** Data excerpts follows **

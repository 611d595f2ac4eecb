use logomatch_core::OrbConfig;
use crate::error::{FastError, FastResult};

#[cfg(feature = "serde")]
use serde::{Deserialize, Serialize};

/// Upper bound on pyramid depth
pub const MAX_LEVELS: usize = 16;

/// Complete detector configuration
#[derive(Debug, Clone, PartialEq)]
#[cfg_attr(feature = "serde", derive(Serialize, Deserialize))]
#[cfg_attr(feature = "serde", serde(default))]
pub struct DetectorConfig {
    /// Core ORB configuration
    pub core: OrbConfig,
    /// Number of pyramid levels
    pub n_levels: usize,
    /// Downscale ratio between consecutive levels
    pub scale_factor: f32,
    /// Keypoint budget across all levels
    pub max_features: usize,
    /// Minimum distance between retained keypoints of one level; 0 disables
    pub nms_distance: f32,
}

impl Default for DetectorConfig {
    fn default() -> Self {
        Self::balanced_preset()
    }
}

impl DetectorConfig {
    /// Classic ORB parameters: 500 features over 8 levels at 1.2
    pub fn balanced_preset() -> Self {
        Self {
            core: OrbConfig::default(),
            n_levels: 8,
            scale_factor: 1.2,
            max_features: 500,
            nms_distance: 3.0,
        }
    }

    /// Fewer levels and features, higher threshold
    pub fn fast_preset() -> Self {
        Self {
            core: OrbConfig {
                threshold: 30,
                ..OrbConfig::default()
            },
            n_levels: 4,
            scale_factor: 1.3,
            max_features: 300,
            nms_distance: 5.0,
        }
    }

    /// Deeper pyramid and a larger budget
    pub fn precision_preset() -> Self {
        Self {
            core: OrbConfig {
                threshold: 12,
                ..OrbConfig::default()
            },
            n_levels: 10,
            scale_factor: 1.15,
            max_features: 1500,
            nms_distance: 2.0,
        }
    }

    /// Validate configuration parameters
    pub fn validate(&self) -> FastResult<()> {
        if self.core.threshold == 0 || self.core.threshold > 127 {
            return Err(FastError::InvalidThreshold(self.core.threshold));
        }
        if self.core.patch_size % 2 == 0 || self.core.patch_size < 7 {
            return Err(FastError::InvalidPatchSize(self.core.patch_size));
        }
        if !(self.scale_factor > 1.0) {
            return Err(FastError::InvalidScaleFactor(self.scale_factor));
        }
        if self.n_levels == 0 || self.n_levels > MAX_LEVELS {
            return Err(FastError::InvalidLevelCount {
                levels: self.n_levels,
                max: MAX_LEVELS,
            });
        }
        if self.max_features == 0 {
            return Err(FastError::NoFeatureBudget);
        }
        Ok(())
    }

    /// Pixels excluded at each level border so the orientation patch fits
    pub fn border(&self) -> usize {
        (self.core.patch_size / 2).max(3) + 1
    }

    /// Generate human-readable summary
    pub fn summary(&self) -> String {
        format!(
            "DetectorConfig: threshold={}, patch_size={}, levels={}, scale_factor={:.2}, max_features={}, nms={:.1}",
            self.core.threshold,
            self.core.patch_size,
            self.n_levels,
            self.scale_factor,
            self.max_features,
            self.nms_distance
        )
    }
}

#[cfg(test)]
mod tests {
    use super::*;

    #[test]
    fn test_presets_are_valid() {
        for cfg in [
            DetectorConfig::balanced_preset(),
            DetectorConfig::fast_preset(),
            DetectorConfig::precision_preset(),
        ] {
            assert!(cfg.validate().is_ok(), "{}", cfg.summary());
        }
    }

    #[test]
    fn test_invalid_parameters() {
        let mut cfg = DetectorConfig::default();
        cfg.core.threshold = 0;
        assert_eq!(cfg.validate(), Err(FastError::InvalidThreshold(0)));

        let mut cfg = DetectorConfig::default();
        cfg.core.patch_size = 16;
        assert_eq!(cfg.validate(), Err(FastError::InvalidPatchSize(16)));

        let mut cfg = DetectorConfig::default();
        cfg.scale_factor = 1.0;
        assert!(matches!(cfg.validate(), Err(FastError::InvalidScaleFactor(_))));

        let mut cfg = DetectorConfig::default();
        cfg.n_levels = 0;
        assert!(matches!(cfg.validate(), Err(FastError::InvalidLevelCount { .. })));
    }

    #[test]
    fn test_border_covers_patch() {
        let cfg = DetectorConfig::default();
        assert_eq!(cfg.border(), 16);
    }
}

** End of Data excerpts **

Exercise details: Please tally the lines of the entries that hold "InvalidThreshold" and give only the resulting number.

Expected output: 2